The story behind Centeno’s death underscores the burden faced by some of America’s 2.5 million temporary, or contingent, workers — a growing but mostly invisible group of laborers who often toil in the least desirable, most dangerous jobs. Such workers are hurt more frequently than permanent employees and their injuries often go unrecorded, new research shows.
Raani’s “lack of concern for employee safety was tangible” and injuries in its factory were “abundant,” Thomas Galassi, head of OSHA’s Directorate of Enforcement Programs, wrote in the memo to David Michaels, assistant secretary of labor for occupational safety and health.
Chris Hamby’s article “Even after workplace deaths, companies avoid OSHA penalties” tells the story of several worker deaths, including that of Jack Grobsmith, who was crushed to death at Crucible Specialty Metals in Syracuse, New York. OSHA cited the company for more than 70 violations and issued nearly $250,000 in fines — but, Hamby reports, the agency collected none of that money because it failed to file paperwork promptly after Crucible’s bankruptcy filing. Sue Grobsmith didn’t know about OSHA collecting no money for violations related to her husband’s death, until she heard about it from a reporter. Hamby writes:
Even after investigating a death and issuing a penalty, federal OSHA or the state agencies it oversees have failed to collect any of the original fine in one of every 10 cases since 2001, the Center found. In many other cases, regulators have settled for a fraction of the penalty initially imposed.
Overall, the federal and state agencies have collected at least 40 percent of the monetary penalties initially assessed after workplace inspections, forgoing $1.3 billion in the process, a Center data analysis found.
Most overdue debts end up at a private collection agency under contract with the Treasury Department. Yet a Center analysis of Treasury Department data found that only about 12 percent of OSHA debts have been collected in recent years. The penalties OSHA is allowed by law to impose are significantly lower than those assessed by many other enforcement agencies, providing little incentive for the government or collection agencies to prioritize them.
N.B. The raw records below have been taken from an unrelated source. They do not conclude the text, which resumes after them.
//! Tiered admission control.
//!
//! Fixed-window counters keyed by caller and tier, with a quota per
//! subscription tier. Admission is a discrete pipeline stage invoked before the router,
//! not a cross-cutting annotation.
//!
//! ## Usage
//!
//! ```no_run
//! use tokio_provider_router::rate_limit::{Admission, TieredRateLimiter, TierQuota};
//! use tokio_provider_router::CallerId;
//! use std::time::Duration;
//!
//! let limiter = TieredRateLimiter::new([
//!     ("free".to_string(), TierQuota::limited(10, Duration::from_secs(86_400))),
//!     ("pro".to_string(), TierQuota::Unlimited),
//! ]);
//!
//! match limiter.admit(&CallerId::new("user-123"), "free") {
//!     Admission::Allowed => { /* forward to the router */ }
//!     Admission::Denied { retry_after } => { /* reject with retry_after */ }
//! }
//! ```
//!
//! The check-and-increment is one operation under the counter entry's
//! shard lock, so concurrent callers sharing a caller id cannot exceed
//! quota through a check-then-increment race.

#[cfg(feature = "rate-limiting")]
use governor::{
    clock::{Clock, DefaultClock},
    state::{InMemoryState, NotKeyed},
    Quota, RateLimiter as GovernorRateLimiter,
};
#[cfg(feature = "rate-limiting")]
use std::num::NonZeroU32;

use std::collections::HashMap;
use std::time::{Duration, Instant};

use dashmap::DashMap;
use tracing::{debug, warn};

use crate::CallerId;

/// Quota attached to one subscription tier.
#[derive(Debug, Clone, PartialEq, Eq)]
pub enum TierQuota {
    /// The admission check is skipped entirely for this tier. This is a
    /// real bypass, not a very large limit, so no counter state accrues.
    Unlimited,
    /// At most `max_requests` per rolling fixed window of `window` length.
    Limited {
        /// Requests allowed per window.
        max_requests: u32,
        /// Window length.
        window: Duration,
    },
}

impl TierQuota {
    /// Convenience constructor for the limited variant.
    pub fn limited(max_requests: u32, window: Duration) -> Self {
        Self::Limited {
            max_requests,
            window,
        }
    }
}

/// Outcome of one admission check.
#[derive(Debug, Clone, PartialEq, Eq)]
pub enum Admission {
    /// The request may proceed to the router.
    Allowed,
    /// The request is rejected before any provider is contacted.
    Denied {
        /// Time until the caller's window rolls over.
        retry_after: Duration,
    },
}

struct WindowCounter {
    window_start: Instant,
    count: u32,
}

/// Per-caller, per-tier admission control.
///
/// Counter state is keyed by `(caller, tier)` so one caller presenting two
/// limited tiers gets an independent window for each.
pub struct TieredRateLimiter {
    tiers: HashMap<String, TierQuota>,
    counters: DashMap<(String, String), WindowCounter>,
    #[cfg(feature = "rate-limiting")]
    buckets: DashMap<(String, String), GovernorRateLimiter<NotKeyed, InMemoryState, DefaultClock>>,
}

impl std::fmt::Debug for TieredRateLimiter {
    fn fmt(&self, f: &mut std::fmt::Formatter<'_>) -> std::fmt::Result {
        f.debug_struct("TieredRateLimiter")
            .field("tiers", &self.tiers)
            .finish()
    }
}

impl TieredRateLimiter {
    /// Create a limiter from a tier-to-quota table.
    pub fn new(tiers: impl IntoIterator<Item = (String, TierQuota)>) -> Self {
        Self {
            tiers: tiers.into_iter().collect(),
            counters: DashMap::new(),
            #[cfg(feature = "rate-limiting")]
            buckets: DashMap::new(),
        }
    }

    /// Check and consume one admission slot for `caller` under `tier`.
    ///
    /// Unknown tiers are denied outright (with zero retry-after) so a typo
    /// in a caller's tier claim fails closed instead of open.
    pub fn admit(&self, caller: &CallerId, tier: &str) -> Admission {
        let quota = match self.tiers.get(tier) {
            Some(q) => q,
            None => {
                warn!(caller = caller.as_str(), tier = tier, "unknown tier, denying");
                return Admission::Denied {
                    retry_after: Duration::ZERO,
                };
            }
        };

        match quota {
            TierQuota::Unlimited => Admission::Allowed,
            TierQuota::Limited {
                max_requests,
                window,
            } => self.admit_limited(caller, tier, *max_requests, *window),
        }
    }

    fn admit_limited(
        &self,
        caller: &CallerId,
        tier: &str,
        max_requests: u32,
        window: Duration,
    ) -> Admission {
        let now = Instant::now();

        // The entry guard holds the shard lock for the whole
        // check-and-increment, which is what makes admission atomic.
        let mut entry = self
            .counters
            .entry((caller.as_str().to_string(), tier.to_string()))
            .or_insert(WindowCounter {
                window_start: now,
                count: 0,
            });

        // Window rollover
        if now.duration_since(entry.window_start) >= window {
            entry.window_start = now;
            entry.count = 0;
        }

        if entry.count >= max_requests {
            let elapsed = now.duration_since(entry.window_start);
            let retry_after = window.saturating_sub(elapsed);
            warn!(
                caller = caller.as_str(),
                tier = tier,
                count = entry.count,
                limit = max_requests,
                "admission denied"
            );
            return Admission::Denied { retry_after };
        }

        entry.count += 1;
        debug!(
            caller = caller.as_str(),
            tier = tier,
            count = entry.count,
            limit = max_requests,
            "admission granted"
        );
        Admission::Allowed
    }

    /// Current usage in the caller's window for one tier, if any counter
    /// exists.
    pub fn usage(&self, caller: &CallerId, tier: &str) -> Option<RateLimitUsage> {
        self.counters
            .get(&(caller.as_str().to_string(), tier.to_string()))
            .map(|entry| RateLimitUsage {
                used: entry.count,
                window_started: entry.window_start,
            })
    }

    /// Drop the caller's counter for one tier, restoring a full window.
    pub fn reset(&self, caller: &CallerId, tier: &str) {
        self.counters
            .remove(&(caller.as_str().to_string(), tier.to_string()));
        debug!(caller = caller.as_str(), tier = tier, "rate limit reset");
    }

    /// Token-bucket admission through `governor`, keyed per caller.
    ///
    /// Smooths bursts instead of hard window edges; the bucket refills at
    /// `max_requests` per `window`. Unlimited tiers bypass this path too.
    #[cfg(feature = "rate-limiting")]
    pub fn admit_bucketed(&self, caller: &CallerId, tier: &str) -> Admission {
        let quota = match self.tiers.get(tier) {
            Some(TierQuota::Unlimited) => return Admission::Allowed,
            Some(TierQuota::Limited {
                max_requests,
                window,
            }) => {
                let max = match NonZeroU32::new(*max_requests) {
                    Some(m) => m,
                    None => {
                        return Admission::Denied {
                            retry_after: *window,
                        }
                    }
                };
                let period = *window / max.get();
                match Quota::with_period(period) {
                    Some(q) => q.allow_burst(max),
                    None => {
                        return Admission::Denied {
                            retry_after: *window,
                        }
                    }
                }
            }
            None => {
                return Admission::Denied {
                    retry_after: Duration::ZERO,
                }
            }
        };

        let bucket = self
            .buckets
            .entry((caller.as_str().to_string(), tier.to_string()))
            .or_insert_with(|| GovernorRateLimiter::direct(quota));

        match bucket.check() {
            Ok(_) => Admission::Allowed,
            Err(not_until) => Admission::Denied {
                retry_after: not_until.wait_time_from(DefaultClock::default().now()),
            },
        }
    }
}

/// Usage introspection for one caller's current window.
#[derive(Debug, Clone)]
pub struct RateLimitUsage {
    /// Requests consumed in the current window.
    pub used: u32,
    /// When the current window opened.
    pub window_started: Instant,
}
//! # Stage: Declarative Router Configuration
//!
//! ## Responsibility
//! Parse and validate TOML router configuration files: the ordered provider
//! table, the refusal-signature list, and per-tier quotas. Loaded once at
//! startup into an immutable [`RouterConfig`] that is passed explicitly into
//! the service — never ambient global state — so tests can inject fake
//! providers deterministically.
//!
//! ## Guarantees
//! - Deterministic: same TOML input always produces the same `RouterConfig`
//! - Validated: all semantic constraints are checked before a config is accepted
//! - Type-safe: invalid field combinations are caught at parse time via serde
//! - Schema-exportable: JSON Schema output enables IDE autocomplete
//!
//! ## NOT Responsible For
//! - Building the runtime router from config (that belongs to `service`)
//! - Admission bookkeeping (that belongs to `rate_limit`)
//! - Provider connections (that belongs to `provider`)

pub mod loader;
pub mod validation;

use std::collections::BTreeMap;
use std::time::Duration;

use schemars::JsonSchema;
use serde::{Deserialize, Serialize};

use crate::rate_limit::TierQuota;

// ── Default value functions ──────────────────────────────────────────────

/// Default per-provider attempt timeout: 10 000ms.
fn default_provider_timeout_ms() -> u64 {
    10_000
}

/// Default refusal-signature list.
///
/// A conservative starter set; deployments extend it in configuration, not
/// code.
fn default_refusal_signatures() -> Vec<String> {
    [
        "i can't",
        "i cannot",
        "i'm sorry",
        "i am sorry",
        "i am unable",
        "i won't",
        "as an ai",
    ]
    .into_iter()
    .map(str::to_string)
    .collect()
}

// ── Top-level config ─────────────────────────────────────────────────────

/// Root configuration for a router instance.
///
/// Deserialized from a TOML file and validated before use. Immutable after
/// load.
///
/// # Example
///
/// ```toml
/// [router]
/// name = "production"
/// version = "1.0"
///
/// [[providers]]
/// name = "primary"
/// priority = 1
/// endpoint = "https://api.openai.com/v1/completions"
/// credential_env = "PRIMARY_API_KEY"
///
/// [tiers.free]
/// max_requests = 10
/// window_s = 86400
///
/// [tiers.pro]
/// unlimited = true
/// ```
#[derive(Debug, Clone, Serialize, Deserialize, JsonSchema, PartialEq)]
pub struct RouterConfig {
    /// Router identity and version metadata.
    pub router: RouterSection,
    /// Ordered provider table. Order is the tie-break for equal priorities.
    pub providers: Vec<ProviderConfig>,
    /// Refusal classifier settings.
    #[serde(default)]
    pub classifier: ClassifierConfig,
    /// Per-tier admission quotas, keyed by tier name.
    pub tiers: BTreeMap<String, TierConfig>,
    /// Observability: log output format.
    #[serde(default)]
    pub observability: ObservabilityConfig,
}

// ── Router identity ──────────────────────────────────────────────────────

/// Router identity and version metadata.
#[derive(Debug, Clone, Serialize, Deserialize, JsonSchema, PartialEq)]
pub struct RouterSection {
    /// Human-readable instance name (e.g., "production", "staging").
    pub name: String,
    /// Semantic version of this configuration (e.g., "1.0").
    pub version: String,
    /// Optional description for documentation purposes.
    pub description: Option<String>,
}

// ── Providers ────────────────────────────────────────────────────────────

/// One upstream provider entry.
///
/// Identity, priority rank, connection parameters, and time budget.
/// Credentials are referenced by environment variable name, never stored
/// inline.
#[derive(Debug, Clone, Serialize, Deserialize, JsonSchema, PartialEq)]
pub struct ProviderConfig {
    /// Provider identity, echoed into attempt records.
    pub name: String,
    /// Priority rank; lower is tried first.
    pub priority: u32,
    /// Upstream endpoint URL.
    pub endpoint: String,
    /// Name of the environment variable holding the bearer token. `None`
    /// for unauthenticated upstreams (local servers, test fixtures).
    pub credential_env: Option<String>,
    /// Model identifier to request from the upstream.
    pub model: Option<String>,
    /// Per-attempt timeout in milliseconds.
    #[serde(default = "default_provider_timeout_ms")]
    pub timeout_ms: u64,
}

impl ProviderConfig {
    /// The per-attempt timeout as a [`Duration`].
    pub fn timeout(&self) -> Duration {
        Duration::from_millis(self.timeout_ms)
    }
}

// ── Classifier ───────────────────────────────────────────────────────────

/// Refusal classifier settings.
#[derive(Debug, Clone, Serialize, Deserialize, JsonSchema, PartialEq)]
pub struct ClassifierConfig {
    /// Case-insensitive substrings marking a response as a refusal.
    #[serde(default = "default_refusal_signatures")]
    pub refusal_signatures: Vec<String>,
}

impl Default for ClassifierConfig {
    fn default() -> Self {
        Self {
            refusal_signatures: default_refusal_signatures(),
        }
    }
}

// ── Tiers ────────────────────────────────────────────────────────────────

/// Quota for one subscription tier.
///
/// Either `unlimited = true`, or both `max_requests` and `window_s` —
/// validation rejects every other combination.
#[derive(Debug, Clone, Serialize, Deserialize, JsonSchema, PartialEq)]
pub struct TierConfig {
    /// Skip the admission check entirely for this tier.
    #[serde(default)]
    pub unlimited: bool,
    /// Requests allowed per window.
    pub max_requests: Option<u32>,
    /// Window length in seconds.
    pub window_s: Option<u64>,
}

impl TierConfig {
    /// The runtime quota, `None` when the combination is incoherent
    /// (validation reports those before this is ever called).
    pub fn quota(&self) -> Option<TierQuota> {
        if self.unlimited {
            return Some(TierQuota::Unlimited);
        }
        match (self.max_requests, self.window_s) {
            (Some(max_requests), Some(window_s)) => Some(TierQuota::Limited {
                max_requests,
                window: Duration::from_secs(window_s),
            }),
            _ => None,
        }
    }
}

// ── Observability ────────────────────────────────────────────────────────

/// Observability configuration.
#[derive(Debug, Clone, Serialize, Deserialize, JsonSchema, PartialEq)]
pub struct ObservabilityConfig {
    /// Log output format.
    pub log_format: LogFormat,
}

impl Default for ObservabilityConfig {
    fn default() -> Self {
        Self {
            log_format: LogFormat::Pretty,
        }
    }
}

/// Log output format.
#[derive(Debug, Clone, Serialize, Deserialize, JsonSchema, PartialEq, Eq)]
#[serde(rename_all = "snake_case")]
pub enum LogFormat {
    /// Human-readable, colorized log output.
    Pretty,
    /// Structured JSON log output for machine consumption.
    Json,
}

/// Export the JSON Schema for `RouterConfig`.
///
/// This enables IDE autocomplete when editing TOML config files.
///
/// # Errors
///
/// Returns `serde_json::Error` if schema serialization fails (should not
/// happen with well-formed derive macros).
pub fn export_schema() -> Result<String, serde_json::Error> {
    let schema = schemars::schema_for!(RouterConfig);
    serde_json::to_string_pretty(&schema)
}
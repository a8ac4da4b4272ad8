//! Configuration file loading.
//!
//! ## Responsibility
//! Read a TOML file from disk, parse it into a [`RouterConfig`], and run
//! validation before returning. This is the primary entry point for loading
//! router configuration at startup.
//!
//! ## Guarantees
//! - A successfully loaded config is always validated
//! - I/O errors and parse errors are distinguished in the error type
//! - File path is included in every error message
//!
//! ## NOT Responsible For
//! - Defining the config schema (that belongs to `mod.rs`)
//! - Constructing the runtime service (that belongs to `service`)

use std::path::Path;

use super::validation::{self, ConfigError};
use super::RouterConfig;

/// Load a [`RouterConfig`] from a TOML file.
///
/// Reads the file, parses it as TOML, and validates all semantic
/// constraints.
///
/// # Arguments
///
/// * `path` — Path to the TOML configuration file.
///
/// # Returns
///
/// - `Ok(RouterConfig)` if the file is readable, well-formed, and valid.
/// - `Err(ConfigError::Io)` if the file cannot be read.
/// - `Err(ConfigError::Parse)` if the TOML is malformed.
/// - `Err(ConfigError::Validation)` if semantic constraints are violated.
///
/// # Panics
///
/// This function never panics.
pub fn load_from_file(path: &Path) -> Result<RouterConfig, ConfigError> {
    let content = std::fs::read_to_string(path).map_err(|e| ConfigError::Io {
        file: path.display().to_string(),
        source: e,
    })?;

    load_from_str(&content, &path.display().to_string())
}

/// Load a [`RouterConfig`] from a TOML string.
///
/// Useful for testing or embedding configs without file I/O.
///
/// # Arguments
///
/// * `content` — TOML content as a string.
/// * `source_name` — Identifier for the source (used in error messages).
///
/// # Returns
///
/// - `Ok(RouterConfig)` if the TOML is well-formed and valid.
/// - `Err(ConfigError::Parse)` if the TOML is malformed.
/// - `Err(ConfigError::Validation)` if semantic constraints are violated.
///
/// # Panics
///
/// This function never panics.
pub fn load_from_str(content: &str, source_name: &str) -> Result<RouterConfig, ConfigError> {
    let config: RouterConfig = toml::from_str(content).map_err(|e| ConfigError::Parse {
        file: source_name.to_string(),
        source: e,
    })?;

    validation::validate(&config).map_err(|errors| {
        ConfigError::Validation(
            errors
                .iter()
                .map(|e| e.to_string())
                .collect::<Vec<_>>()
                .join("\n"),
        )
    })?;

    Ok(config)
}

#[cfg(test)]
mod tests {
    use super::*;
    use std::io::Write;

    const VALID_TOML: &str = r#"
[router]
name = "test"
version = "1.0"

[[providers]]
name = "primary"
priority = 1
endpoint = "http://localhost:8080/v1/completions"
timeout_ms = 5000

[[providers]]
name = "secondary"
priority = 2
endpoint = "http://localhost:8000/v1/completions"

[tiers.free]
max_requests = 10
window_s = 86400

[tiers.pro]
unlimited = true
"#;

    #[test]
    fn test_load_from_str_valid_toml_succeeds() {
        let config = load_from_str(VALID_TOML, "inline").expect("test: valid TOML loads");
        assert_eq!(config.router.name, "test");
        assert_eq!(config.providers.len(), 2);
        assert_eq!(config.tiers.len(), 2);
    }

    #[test]
    fn test_load_from_str_malformed_toml_is_parse_error() {
        let result = load_from_str("not [ valid toml", "inline");
        assert!(matches!(result, Err(ConfigError::Parse { .. })));
    }

    #[test]
    fn test_load_from_str_parse_error_names_source() {
        let err = load_from_str("???", "my-config.toml").unwrap_err();
        assert!(err.to_string().contains("my-config.toml"));
    }

    #[test]
    fn test_load_from_str_invalid_semantics_is_validation_error() {
        let toml_str = r#"
[router]
name = "test"
version = "1.0"

[[providers]]
name = "primary"
priority = 1
endpoint = "http://localhost:8080"
timeout_ms = 0

[tiers.free]
max_requests = 10
window_s = 86400
"#;
        let result = load_from_str(toml_str, "inline");
        assert!(matches!(result, Err(ConfigError::Validation(_))));
    }

    #[test]
    fn test_load_from_file_missing_file_is_io_error() {
        let result = load_from_file(Path::new("/nonexistent/router.toml"));
        assert!(matches!(result, Err(ConfigError::Io { .. })));
    }

    #[test]
    fn test_load_from_file_valid_file_succeeds() {
        let dir = std::env::temp_dir();
        let path = dir.join("tokio-provider-router-loader-test.toml");
        {
            let mut file = std::fs::File::create(&path).expect("test: create temp file");
            file.write_all(VALID_TOML.as_bytes())
                .expect("test: write temp file");
        }

        let config = load_from_file(&path).expect("test: load temp file");
        assert_eq!(config.providers[0].name, "primary");

        let _ = std::fs::remove_file(&path);
    }

    #[test]
    fn test_validation_error_reports_every_violation() {
        let toml_str = r#"
[router]
name = "test"
version = "1.0"

[[providers]]
name = ""
priority = 1
endpoint = ""

[tiers.bad]
max_requests = 5
"#;
        let err = load_from_str(toml_str, "inline").unwrap_err();
        let message = err.to_string();
        assert!(message.contains("providers[0].name"));
        assert!(message.contains("providers[0].endpoint"));
        assert!(message.contains("tiers.bad"));
    }
}
//! Configuration validation engine.
//!
//! ## Responsibility
//! Validate semantic constraints on a parsed [`RouterConfig`] that cannot
//! be expressed through the type system alone (e.g., range checks,
//! cross-field invariants like the unlimited/limited tier split).
//!
//! ## Guarantees
//! - Every validation rule has at least one test that triggers it
//! - Validation collects *all* errors before returning (no short-circuit)
//! - Error messages include the field path and the invalid value
//!
//! ## NOT Responsible For
//! - Parsing TOML (that belongs to `loader`)
//! - File I/O (that belongs to `loader`)

use std::collections::HashSet;

use super::RouterConfig;

/// Errors arising from configuration parsing, validation, or I/O.
#[derive(Debug, thiserror::Error)]
pub enum ConfigError {
    /// TOML parsing failed.
    #[error("Parse error in {file}: {source}")]
    Parse {
        /// Path of the file that failed to parse.
        file: String,
        /// Underlying TOML deserialization error.
        #[source]
        source: toml::de::Error,
    },

    /// One or more semantic validation rules failed.
    #[error("Validation failed: {0}")]
    Validation(String),

    /// A specific field has an out-of-range or contradictory value.
    #[error("Field '{field}' has invalid value {value}: {reason}")]
    InvalidField {
        /// Dot-separated field path (e.g., "providers[0].timeout_ms").
        field: String,
        /// String representation of the invalid value.
        value: String,
        /// Human-readable explanation of the constraint.
        reason: String,
    },

    /// File I/O error.
    #[error("IO error reading {file}: {source}")]
    Io {
        /// Path of the file that could not be read.
        file: String,
        /// Underlying I/O error.
        #[source]
        source: std::io::Error,
    },
}

/// Validate all semantic constraints on a [`RouterConfig`].
///
/// Collects every violation before returning so the caller sees the full
/// scope of issues at once.
///
/// # Arguments
///
/// * `config` — The parsed config to validate.
///
/// # Returns
///
/// - `Ok(())` if all constraints pass.
/// - `Err(Vec<ConfigError>)` with every violation found.
///
/// # Panics
///
/// This function never panics.
pub fn validate(config: &RouterConfig) -> Result<(), Vec<ConfigError>> {
    let mut errors = Vec::new();

    // ── Providers ────────────────────────────────────────────────────
    if config.providers.is_empty() {
        errors.push(ConfigError::InvalidField {
            field: "providers".into(),
            value: "[]".into(),
            reason: "at least one provider is required".into(),
        });
    }

    let mut seen_names = HashSet::new();
    for (idx, provider) in config.providers.iter().enumerate() {
        if provider.name.is_empty() {
            errors.push(ConfigError::InvalidField {
                field: format!("providers[{idx}].name"),
                value: "\"\"".into(),
                reason: "must be non-empty".into(),
            });
        }

        if !seen_names.insert(provider.name.clone()) {
            errors.push(ConfigError::InvalidField {
                field: format!("providers[{idx}].name"),
                value: provider.name.clone(),
                reason: "provider names must be unique".into(),
            });
        }

        if provider.endpoint.is_empty() {
            errors.push(ConfigError::InvalidField {
                field: format!("providers[{idx}].endpoint"),
                value: "\"\"".into(),
                reason: "must be non-empty".into(),
            });
        }

        if provider.timeout_ms == 0 {
            errors.push(ConfigError::InvalidField {
                field: format!("providers[{idx}].timeout_ms"),
                value: "0".into(),
                reason: "must be greater than zero".into(),
            });
        }
    }

    // ── Tiers ────────────────────────────────────────────────────────
    if config.tiers.is_empty() {
        errors.push(ConfigError::InvalidField {
            field: "tiers".into(),
            value: "{}".into(),
            reason: "at least one tier is required".into(),
        });
    }

    for (name, tier) in &config.tiers {
        if tier.unlimited && (tier.max_requests.is_some() || tier.window_s.is_some()) {
            errors.push(ConfigError::InvalidField {
                field: format!("tiers.{name}"),
                value: "unlimited + quota fields".into(),
                reason: "an unlimited tier must not set max_requests or window_s".into(),
            });
        }

        if !tier.unlimited && (tier.max_requests.is_none() || tier.window_s.is_none()) {
            errors.push(ConfigError::InvalidField {
                field: format!("tiers.{name}"),
                value: format!(
                    "max_requests={:?}, window_s={:?}",
                    tier.max_requests, tier.window_s
                ),
                reason: "a limited tier must set both max_requests and window_s".into(),
            });
        }

        if tier.window_s == Some(0) {
            errors.push(ConfigError::InvalidField {
                field: format!("tiers.{name}.window_s"),
                value: "0".into(),
                reason: "must be greater than zero".into(),
            });
        }
    }

    if errors.is_empty() {
        Ok(())
    } else {
        Err(errors)
    }
}
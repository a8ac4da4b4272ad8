//! Priority-fallback routing.
//!
//! The [`RouterEngine`] walks an ordered provider table, one sequential
//! attempt at a time, classifying each transport-successful response and
//! falling back on errors and refusals until a provider is accepted or the
//! table (or the call's deadline budget) is exhausted.

pub mod attempt;
pub mod router;

pub use attempt::{AttemptOutcome, AttemptRecord};
pub use router::{ProviderRegistration, RouteOutcome, RouterEngine, RoutingResult};
//! OpenAI-compatible HTTP provider adapter.
//!
//! One concrete upstream integration. Any server speaking the
//! `/v1/completions` dialect (OpenAI, vLLM, llama.cpp server, most proxies)
//! can sit behind this adapter; everything provider-specific is normalized
//! into [`NormalizedResponse`] / [`ProviderError`] at this boundary.
//!
//! Credentials are resolved once at construction from an environment
//! variable named in configuration, so a missing key fails fast instead of
//! at the first routing call.

use std::time::Duration;

use async_trait::async_trait;
use serde::{Deserialize, Serialize};

use crate::config::ProviderConfig;
use crate::RouterError;

use super::{FinishReason, NormalizedResponse, ProviderAdapter, ProviderError};

/// Completion request payload (OpenAI-compatible).
#[derive(Debug, Serialize)]
struct CompletionRequest {
    model: String,
    prompt: String,
    max_tokens: u32,
    temperature: f32,
}

/// Completion response payload (OpenAI-compatible).
#[derive(Debug, Deserialize)]
struct CompletionResponse {
    choices: Vec<CompletionChoice>,
    usage: Option<CompletionUsage>,
}

#[derive(Debug, Deserialize)]
struct CompletionChoice {
    text: String,
    finish_reason: Option<String>,
}

#[derive(Debug, Deserialize)]
struct CompletionUsage {
    total_tokens: u64,
}

/// HTTP adapter for OpenAI-compatible completion endpoints.
///
/// ## Example
///
/// ```no_run
/// use tokio_provider_router::provider::HttpProvider;
///
/// let provider = HttpProvider::new("https://api.openai.com/v1/completions", "gpt-4o-mini")
///     .with_max_tokens(512)
///     .with_temperature(0.7);
/// ```
pub struct HttpProvider {
    client: reqwest::Client,
    endpoint: String,
    model: String,
    api_key: Option<String>,
    max_tokens: u32,
    temperature: f32,
}

impl HttpProvider {
    /// Create an adapter for the given endpoint and model, without
    /// authentication.
    pub fn new(endpoint: impl Into<String>, model: impl Into<String>) -> Self {
        Self {
            client: reqwest::Client::new(),
            endpoint: endpoint.into(),
            model: model.into(),
            api_key: None,
            max_tokens: 256,
            temperature: 0.7,
        }
    }

    /// Attach a bearer token.
    pub fn with_api_key(mut self, key: impl Into<String>) -> Self {
        self.api_key = Some(key.into());
        self
    }

    /// Set maximum tokens to generate.
    pub fn with_max_tokens(mut self, max_tokens: u32) -> Self {
        self.max_tokens = max_tokens;
        self
    }

    /// Set sampling temperature.
    pub fn with_temperature(mut self, temperature: f32) -> Self {
        self.temperature = temperature;
        self
    }

    /// Build an adapter from a [`ProviderConfig`] entry.
    ///
    /// Resolves the credential from the environment variable named by
    /// `credential_env`, if any.
    ///
    /// # Errors
    ///
    /// Returns [`RouterError::Config`] when `credential_env` names a
    /// variable that is not set.
    pub fn from_config(config: &ProviderConfig) -> Result<Self, RouterError> {
        let model = config
            .model
            .clone()
            .unwrap_or_else(|| "default".to_string());
        let mut provider = Self::new(&config.endpoint, model);

        if let Some(var) = &config.credential_env {
            let key = std::env::var(var).map_err(|_| {
                RouterError::Config(format!(
                    "provider '{}': credential env var '{var}' not set",
                    config.name
                ))
            })?;
            provider = provider.with_api_key(key);
        }

        Ok(provider)
    }

    fn normalize(response: CompletionResponse) -> Result<NormalizedResponse, ProviderError> {
        let choice = response
            .choices
            .into_iter()
            .next()
            .ok_or_else(|| ProviderError::MalformedResponse("no choices in response".into()))?;

        let finish_reason = match choice.finish_reason.as_deref() {
            Some("stop") => FinishReason::Stop,
            Some("length") => FinishReason::Length,
            Some("content_filter") => FinishReason::ContentFilter,
            _ => FinishReason::Unknown,
        };

        // Fall back to a whitespace-token estimate when the upstream omits
        // usage accounting.
        let cost_units = response
            .usage
            .map(|u| u.total_tokens)
            .unwrap_or_else(|| choice.text.split_whitespace().count() as u64);

        Ok(NormalizedResponse {
            text: choice.text,
            finish_reason,
            cost_units,
        })
    }
}

#[async_trait]
impl ProviderAdapter for HttpProvider {
    async fn invoke(
        &self,
        prompt: &str,
        timeout: Duration,
    ) -> Result<NormalizedResponse, ProviderError> {
        let request = CompletionRequest {
            model: self.model.clone(),
            prompt: prompt.to_string(),
            max_tokens: self.max_tokens,
            temperature: self.temperature,
        };

        let mut builder = self.client.post(&self.endpoint).timeout(timeout).json(&request);
        if let Some(key) = &self.api_key {
            builder = builder.header("Authorization", format!("Bearer {key}"));
        }

        let response = builder.send().await.map_err(|e| {
            if e.is_timeout() {
                ProviderError::Timeout
            } else {
                ProviderError::Unavailable(format!("request failed: {e}"))
            }
        })?;

        if !response.status().is_success() {
            let status = response.status();
            let body = response.text().await.unwrap_or_default();
            return Err(ProviderError::Unavailable(format!(
                "upstream returned {status}: {body}"
            )));
        }

        let payload: CompletionResponse = response
            .json()
            .await
            .map_err(|e| ProviderError::MalformedResponse(format!("parse failed: {e}")))?;

        Self::normalize(payload)
    }
}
Read these and other articles in the series here.
In other news:
EHS Today: Employees at Sandy Hook Elementary risked their lives — and in some cases lost them — protecting students when a shooter attacked. In addition to 20 children, six adults at the school were killed: Rachel Davino, behavioral therapist; Dawn Hochsprung, school principal; Anne Marie Murphy, special education teacher; Lauren Rouseau, teacher; Mary Sherlach, school psychologist; and Victoria Soto, teacher.
Reuters: The latest study on Ground Zero rescue and recovery workers found an increased risk of prostate and thyroid cancers, although the relatively small number of cancers diagnosed among study subjects means the findings should be interpreted cautiously.
Environmental Health News: A case-control study of pregnant women in France found that those exposed to chemical solvents at work had a higher risk of giving birth to babies with birth defects.
Associated Press: South Korea’s Workers’ Compensation and Welfare Services declared that the breast cancer of a worker who died this year was caused by working at a Samsung semiconductor plant in Seoul.
Center for Construction Research and Training: The new Work Safely with Silica website provides the latest silica-related regulatory requirements, research, training materials, and FAQs, plus an online planning tool that makes it easy for construction contractors and other stakeholders to create job-specific plans for controlling silica dust.